Roughly half, at least 46% of households in the United States today, cannot come up with $400 in cash for an emergency. They would have to put the $400 on a credit card, or borrow from friends and family or simply not cover it at all. Not surprisingly, those couples with higher incomes making more than $100,000 a year would find it a little easier to cover the unexpected expense but still about 46% on average would struggle at all income levels. Why are we even shocked then when we find that approximately 25% of Americans are not saving anything for their retirement?

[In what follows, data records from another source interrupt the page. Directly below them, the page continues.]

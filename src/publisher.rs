//! Multi-producer-safe publisher.
//!
//! A [`Publisher`] owns one outbound [`Connection`](crate::Connection) and an
//! [`IdentityContext`]. Every call to [`Publisher::publish`] emits exactly
//! three frames:
//!
//! 1. tenant id
//! 2. service id
//! 3. `"<source_id>: <payload>"`
//!
//! ## Concurrency
//!
//! Hosts call `publish` from one task per captured stream and `close` from a
//! teardown task, all in parallel. The connection handle is not safe for
//! concurrent use, so every operation that touches it runs under a single
//! exclusive lock:
//!
//! - frames of two `publish` calls never interleave on the wire
//! - `close` never releases the connection while a `publish` holds it
//!
//! The identity is read-only after construction and needs no locking.
//!
//! ## Stream origin
//!
//! `publish` accepts an `is_error_source` flag but produces identical frames
//! for stdout and stderr lines. Downstream consumers do not distinguish the
//! two streams.

use bytes::{BufMut, Bytes, BytesMut};
use tokio::sync::Mutex;

use crate::{
    // ---
    log_debug,
    log_opts::DRIVER_NAME,
    ConnectionPtr,
    Error,
    IdentityContext,
    LogMessage,
    Result,
    SendFlags,
};

/// Separator between the source id and the payload in the last frame.
const SOURCE_SEPARATOR: &[u8] = b": ";

/// Serializes concurrent writers onto one outbound connection.
///
/// Created once per log source and shared between tasks (typically behind an
/// `Arc`). All methods take `&self`.
pub struct Publisher {
    // ---
    identity: IdentityContext,
    tenant_frame: Bytes,
    service_frame: Bytes,
    connection: Mutex<Option<ConnectionPtr>>,
}

impl Publisher {
    /// Create a publisher that owns `connection`.
    ///
    /// Prefer [`PublisherBuilder`](crate::PublisherBuilder), which validates
    /// options and derives the identity first.
    pub fn new(connection: ConnectionPtr, identity: IdentityContext) -> Self {
        // ---
        Self {
            tenant_frame: Bytes::copy_from_slice(identity.tenant_id().as_bytes()),
            service_frame: Bytes::copy_from_slice(identity.service_id().as_bytes()),
            identity,
            connection: Mutex::new(Some(connection)),
        }
    }

    /// Publish one payload as a three-frame message.
    ///
    /// The tenant and service frames are sent with the "more" marker; the
    /// payload frame is sent non-blocking. The lock is released on every
    /// exit path.
    ///
    /// Dropping the returned future part-way leaves nothing behind: frames
    /// staged by a cancelled call are discarded before the next message.
    ///
    /// # Errors
    ///
    /// - [`Error::ConnectionClosed`] if [`close`](Self::close) already ran
    /// - [`Error::WouldBlock`] if the final frame could not be queued
    /// - [`Error::Transport`] if the socket rejected a frame
    ///
    /// The publisher stays usable after any of these; retrying the line is
    /// up to the caller.
    pub async fn publish(&self, payload: &[u8], is_error_source: bool) -> Result<()> {
        // ---
        let line = self.payload_frame(payload, is_error_source);

        let mut guard = self.connection.lock().await;
        let connection = guard.as_mut().ok_or(Error::ConnectionClosed)?;

        connection.discard_staged();
        connection
            .send_frame(self.tenant_frame.clone(), SendFlags::MORE)
            .await?;
        connection
            .send_frame(self.service_frame.clone(), SendFlags::MORE)
            .await?;
        connection.send_frame(line, SendFlags::DONT_WAIT).await
    }

    /// Publish a captured output line.
    pub async fn log(&self, message: &LogMessage) -> Result<()> {
        self.publish(&message.line, message.source.is_error()).await
    }

    /// Release the connection.
    ///
    /// Waits for any in-flight `publish` to finish. The handle is taken out
    /// before it is closed, so it is released exactly once even if the
    /// transport reports an error. Calling `close` again is a no-op that
    /// returns `Ok(())`.
    pub async fn close(&self) -> Result<()> {
        // ---
        let mut guard = self.connection.lock().await;

        let Some(mut connection) = guard.take() else {
            return Ok(());
        };

        log_debug!(
            "{}: closing publisher for {}",
            connection.endpoint(),
            self.identity.source_id()
        );

        connection.close().await
    }

    /// Fixed driver identifier.
    pub fn name(&self) -> &'static str {
        DRIVER_NAME
    }

    /// Routing identity attached to every message.
    pub fn identity(&self) -> &IdentityContext {
        &self.identity
    }

    /// True once [`close`](Self::close) has released the connection.
    pub async fn is_closed(&self) -> bool {
        self.connection.lock().await.is_none()
    }

    fn payload_frame(&self, payload: &[u8], _is_error_source: bool) -> Bytes {
        // ---
        let source = self.identity.source_id().as_str().as_bytes();

        let capacity = source.len() + SOURCE_SEPARATOR.len() + payload.len();
        let mut frame = BytesMut::with_capacity(capacity);
        frame.put_slice(source);
        frame.put_slice(SOURCE_SEPARATOR);
        frame.put_slice(payload);
        frame.freeze()
    }
}

impl std::fmt::Debug for Publisher {
    fn fmt(&self, f: &mut std::fmt::Formatter<'_>) -> std::fmt::Result {
        f.debug_struct("Publisher")
            .field("identity", &self.identity)
            .finish_non_exhaustive()
    }
}
// src/domain/connection.rs

//! Endpoint connection abstractions.
//!
//! This module defines the frame-level interface a [`Publisher`](crate::Publisher)
//! writes to. It intentionally avoids any reference to a concrete socket
//! library; implementations live under `src/transport/`.
//!
//! A connection carries multi-part messages. Each message is a sequence of
//! frames; every frame except the last is sent with [`SendFlags::MORE`].
//! Implementations must honor the following contract:
//!
//! - Frames flagged `more` are staged, not delivered.
//! - The first frame sent without `more` completes the message: all staged
//!   frames plus the final frame are delivered as one atomic unit.
//! - If the final send fails, the staged frames are discarded so the next
//!   message never inherits a partial prefix.
//! - [`Connection::discard_staged`] drops frames left behind by a sender
//!   that was cancelled before its final frame. Callers invoke it before
//!   starting each message.
//!
//! Connections are not safe for concurrent use. Every mutating method takes
//! `&mut self`, so a caller shared between tasks must provide its own
//! exclusive lock around the handle.

use bytes::Bytes;

use crate::Result;

/// Per-frame send options.
///
/// Mirrors the two socket flags the publisher needs: a "more frames follow"
/// marker and a non-blocking marker for the final frame.
#[derive(Debug, Clone, Copy, Default, PartialEq, Eq)]
pub struct SendFlags {
    /// Further frames of the same message follow this one.
    pub more: bool,

    /// Fail with [`Error::WouldBlock`](crate::Error::WouldBlock) instead of
    /// waiting when the frame cannot be queued immediately.
    pub dont_wait: bool,
}

impl SendFlags {
    /// Blocking send of a frame that is not the last one.
    pub const MORE: SendFlags = SendFlags {
        more: true,
        dont_wait: false,
    };

    /// Non-blocking send of the final frame.
    pub const DONT_WAIT: SendFlags = SendFlags {
        more: false,
        dont_wait: true,
    };
}

/// Outbound endpoint connection.
///
/// # Notes
///
/// This trait uses `async_trait`; the expanded documentation may show explicit
/// lifetimes and a boxed `Future`. Consumers should treat methods as normal
/// `async fn`s.
#[async_trait::async_trait]
pub trait Connection: Send {
    // ---
    /// The endpoint address this connection was opened against.
    fn endpoint(&self) -> &str;

    /// Send one frame of a multi-part message.
    async fn send_frame(&mut self, frame: Bytes, flags: SendFlags) -> Result<()>;

    /// Drop any staged frames of an unfinished message.
    fn discard_staged(&mut self);

    /// Release the underlying socket.
    ///
    /// Callers invoke this at most once; the handle is dropped afterwards.
    async fn close(&mut self) -> Result<()>;
}

/// Owned connection handle.
///
/// Boxed so that publishers are independent of the concrete transport.
pub type ConnectionPtr = Box<dyn Connection>;
//! ZeroMQ transports.
//!
//! This module contains connection implementations for ZeroMQ.
//! Currently supports:
//! - zmq - PUB socket via the pure-Rust `zeromq` library (zmq.rs)

#[cfg(feature = "transport_zmq")]
#[allow(clippy::module_inception)]
mod zmq;

#[cfg(feature = "transport_zmq")]
pub use zmq::create_connection as create_zmq_connection;

#[cfg(not(feature = "transport_zmq"))]
pub async fn create_zmq_connection(_endpoint: &str) -> crate::Result<crate::ConnectionPtr> {
    Err(crate::Error::Transport(
        "transport_zmq feature is not enabled".into(),
    ))
}

/// URI schemes routed to the ZeroMQ connection.
pub const ZMQ_SCHEMES: &[&str] = &["tcp://", "ipc://"];
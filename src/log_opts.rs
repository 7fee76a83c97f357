//! Log option validation and publisher configuration.
//!
//! Hosts hand the driver a flat map of option name to value. The map is
//! validated before anything is allocated; a failing validation prevents
//! publisher construction entirely.

use std::collections::HashMap;

use crate::{Error, Result};

/// Fixed driver identifier, reported by [`Publisher::name`](crate::Publisher::name).
pub const DRIVER_NAME: &str = "zmq_logger";

/// Option naming the outbound endpoint address (required).
pub const ENDPOINT_ADDRESS: &str = "endpointAddress";

const KNOWN_OPTIONS: &[&str] = &[ENDPOINT_ADDRESS];

/// Validated publisher configuration.
#[derive(Debug, Clone, PartialEq, Eq)]
pub struct PublisherConfig {
    // ---
    /// Endpoint the publisher connects to, e.g. `"tcp://collector:5555"`.
    pub endpoint_address: String,
}

impl PublisherConfig {
    /// Create a configuration for the given endpoint.
    ///
    /// Fails with [`Error::MissingOption`] when the address is empty.
    pub fn with_endpoint(endpoint_address: impl Into<String>) -> Result<Self> {
        let endpoint_address = endpoint_address.into();
        if endpoint_address.is_empty() {
            return Err(missing(ENDPOINT_ADDRESS));
        }
        Ok(Self { endpoint_address })
    }

    /// Build a configuration from host-supplied log options.
    ///
    /// See [`validate_log_opts`].
    pub fn from_log_opts(opts: &HashMap<String, String>) -> Result<Self> {
        validate_log_opts(opts)
    }
}

/// Validate host-supplied log options.
///
/// Unknown keys are rejected first; when several are present the
/// lexicographically smallest one is reported so the error is stable.
/// The endpoint address must then be present and non-empty.
pub fn validate_log_opts(opts: &HashMap<String, String>) -> Result<PublisherConfig> {
    // ---
    let unknown = opts
        .keys()
        .filter(|key| !KNOWN_OPTIONS.contains(&key.as_str()))
        .min();

    if let Some(option) = unknown {
        return Err(Error::UnknownOption {
            option: option.clone(),
            driver: DRIVER_NAME,
        });
    }

    match opts.get(ENDPOINT_ADDRESS) {
        Some(address) if !address.is_empty() => Ok(PublisherConfig {
            endpoint_address: address.clone(),
        }),
        _ => Err(missing(ENDPOINT_ADDRESS)),
    }
}

fn missing(option: &'static str) -> Error {
    Error::MissingOption {
        option,
        driver: DRIVER_NAME,
    }
}
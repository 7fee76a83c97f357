//! Connection implementations.
//!
//! This module provides concrete implementations of the domain-level
//! [`Connection`](crate::Connection) trait. Socket-backed connections are
//! hidden behind feature flags and exposed only through constructor
//! functions.
//!
//! Domain code must not depend on transport-specific types.

mod memory;
mod zmq;

pub use memory::{
    //
    create_memory_connection,
    create_memory_connection_with_wire,
    memory_wire,
    MemoryWire,
    MEMORY_SCHEME,
};

pub use zmq::{create_zmq_connection, ZMQ_SCHEMES};

use crate::{ConnectionPtr, Error, Result};

/// Open a connection to `endpoint`, choosing the transport by URI scheme.
///
/// - `memory://<name>` → in-process [`MemoryWire`]
/// - `tcp://…`, `ipc://…` → ZeroMQ PUB socket (feature `transport_zmq`)
///
/// # Errors
///
/// Returns [`Error::UnsupportedEndpoint`] for any other scheme, or the
/// transport's own error if connecting fails.
pub async fn connect(endpoint: &str) -> Result<ConnectionPtr> {
    // ---
    if endpoint.starts_with(MEMORY_SCHEME) {
        return create_memory_connection(endpoint).await;
    }

    if ZMQ_SCHEMES.iter().any(|scheme| endpoint.starts_with(scheme)) {
        return create_zmq_connection(endpoint).await;
    }

    Err(Error::UnsupportedEndpoint(endpoint.to_string()))
}
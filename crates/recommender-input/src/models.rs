//! Core data models for recommender input signals

use chrono::{DateTime, Utc};
use serde::{Deserialize, Serialize};
use std::collections::BTreeMap;
use std::fmt;
use std::time::Duration;

/// Identity of a pod within the cluster
#[derive(Debug, Clone, PartialEq, Eq, Hash, PartialOrd, Ord, Serialize, Deserialize)]
pub struct PodId {
    pub namespace: String,
    pub pod_name: String,
}

impl PodId {
    pub fn new(namespace: impl Into<String>, pod_name: impl Into<String>) -> Self {
        Self {
            namespace: namespace.into(),
            pod_name: pod_name.into(),
        }
    }
}

/// Identity of a single container: (namespace, pod name, container name)
#[derive(Debug, Clone, PartialEq, Eq, Hash, PartialOrd, Ord, Serialize, Deserialize)]
pub struct ContainerId {
    pub pod_id: PodId,
    pub container_name: String,
}

impl ContainerId {
    pub fn new(
        namespace: impl Into<String>,
        pod_name: impl Into<String>,
        container_name: impl Into<String>,
    ) -> Self {
        Self {
            pod_id: PodId::new(namespace, pod_name),
            container_name: container_name.into(),
        }
    }

    pub fn namespace(&self) -> &str {
        &self.pod_id.namespace
    }

    pub fn pod_name(&self) -> &str {
        &self.pod_id.pod_name
    }
}

impl fmt::Display for ContainerId {
    fn fmt(&self, f: &mut fmt::Formatter<'_>) -> fmt::Result {
        write!(
            f,
            "{}/{}/{}",
            self.pod_id.namespace, self.pod_id.pod_name, self.container_name
        )
    }
}

/// Resource tracked by the recommender
#[derive(Debug, Clone, Copy, PartialEq, Eq, Hash, PartialOrd, Ord, Serialize, Deserialize)]
#[serde(rename_all = "snake_case")]
pub enum ResourceKind {
    Cpu,
    Memory,
    Rss,
    JvmHeapCommitted,
}

impl ResourceKind {
    /// Resources surfaced by the default metrics path
    pub const BASE: [ResourceKind; 3] = [ResourceKind::Cpu, ResourceKind::Memory, ResourceKind::Rss];

    /// Name used in resource lists and metric labels
    pub fn as_str(&self) -> &'static str {
        match self {
            ResourceKind::Cpu => "cpu",
            ResourceKind::Memory => "memory",
            ResourceKind::Rss => "rss",
            ResourceKind::JvmHeapCommitted => "jvm_heap_committed",
        }
    }

    pub fn is_base(&self) -> bool {
        Self::BASE.contains(self)
    }

    /// Map a kubelet `starved_resource` annotation entry to a resource.
    /// Only memory starvation is turned into an OOM signal.
    pub fn from_starved_resource(name: &str) -> Option<Self> {
        match name {
            "memory" => Some(ResourceKind::Memory),
            _ => None,
        }
    }
}

impl fmt::Display for ResourceKind {
    fn fmt(&self, f: &mut fmt::Formatter<'_>) -> fmt::Result {
        f.write_str(self.as_str())
    }
}

/// Non-negative resource quantity: bytes, or millicores for CPU
#[derive(
    Debug, Clone, Copy, Default, PartialEq, Eq, Hash, PartialOrd, Ord, Serialize, Deserialize,
)]
#[serde(transparent)]
pub struct ResourceAmount(pub u64);

impl ResourceAmount {
    pub const ZERO: ResourceAmount = ResourceAmount(0);

    pub fn value(&self) -> u64 {
        self.0
    }
}

impl From<u64> for ResourceAmount {
    fn from(value: u64) -> Self {
        ResourceAmount(value)
    }
}

impl fmt::Display for ResourceAmount {
    fn fmt(&self, f: &mut fmt::Formatter<'_>) -> fmt::Result {
        write!(f, "{}", self.0)
    }
}

/// A single out-of-memory observation for a container
#[derive(Debug, Clone, PartialEq, Eq, Serialize, Deserialize)]
pub struct OomInfo {
    pub timestamp: DateTime<Utc>,
    pub memory: ResourceAmount,
    pub resource: ResourceKind,
    pub container_id: ContainerId,
}

/// Point-in-time usage of one container
#[derive(Debug, Clone, PartialEq, Eq, Serialize, Deserialize)]
pub struct ContainerMetricsSnapshot {
    pub id: ContainerId,
    /// End of the sampling window
    pub snapshot_time: DateTime<Utc>,
    /// Length of the sampling window
    pub snapshot_window: Duration,
    pub usage: BTreeMap<ResourceKind, ResourceAmount>,
}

Basically, many Americans live paycheck to paycheck. Couple this with stagnant wages and many Americans use credit to supplement their wages. The average American is lucky to save 7% of their income in a year. Nearly 3 out of 4 workers say they are in debt; 28% of all workers making $50k to $100k usually live paycheck to paycheck and 70% of this group are in debt. A great many of us live beyond our means. We live a lifestyle that we can only afford by going into debt. This also means that we need to spend the majority of what we earn maintaining our lifestyle and servicing our debt.
The official rate of unemployment in America has reached the 3% range. But the official rate hides more troubling realities: legions of college grads are overqualified for their jobs, a growing number of contract workers have no job security, and an army of part-time workers are desperate for full-time jobs.
Blanketing all of this are stagnant wages and vanishing job benefits. The typical American worker now earns around $44,500 a year, not much more than what the typical worker earned 40 years ago, adjusted for inflation. America doesn’t have a jobs crisis. It has a good jobs crisis.
Compounding the payroll situation is the fact that current student loan debt in 2020 is estimated at $1.53 trillion dollars. One in four Americans have student loan debt or an estimated 44.7 million people owe an average of $37,172 dollars. These workers enter the job market already in debt and then struggle to make ends meet.
We tend to try and anticipate every contingency in our employment situation. Most employees are dependent upon the solvency of their employer. The majority work hard. Whether they work for an airline or cruise ship, they are dependent upon the wages paid them. Imagine the sickness and despair they experience when a coronavirus comes along and crushes their market. Passengers become sick or fail to make the cruise as they worry about contracting this deadly virus. No airline can fly empty planes. Empty planes mean cancelled flights and cancelled flights mean there is no need for the crew – pilots, stewards and baggage handlers. Airports lose money as well as fewer flights use their facilities.
When an outside threat hits a country like this virus has, the options are limited. Whether you agree or disagree with the government actions that have been taken, something had to be done. The cycle of the paycheck to paycheck is broken and good employees are left devastated. Good companies close and many will never reopen as they could not have anticipated a virus like this. What happens to the food when a restaurant suddenly closes? It is usually disposed of at a total loss. Online classes may or may not be an adequate substitute for face-to-face classroom instruction. Teachers will do the best they can and only time will tell.
Hopefully, we as Americans will join together and make the best of a horrible situation.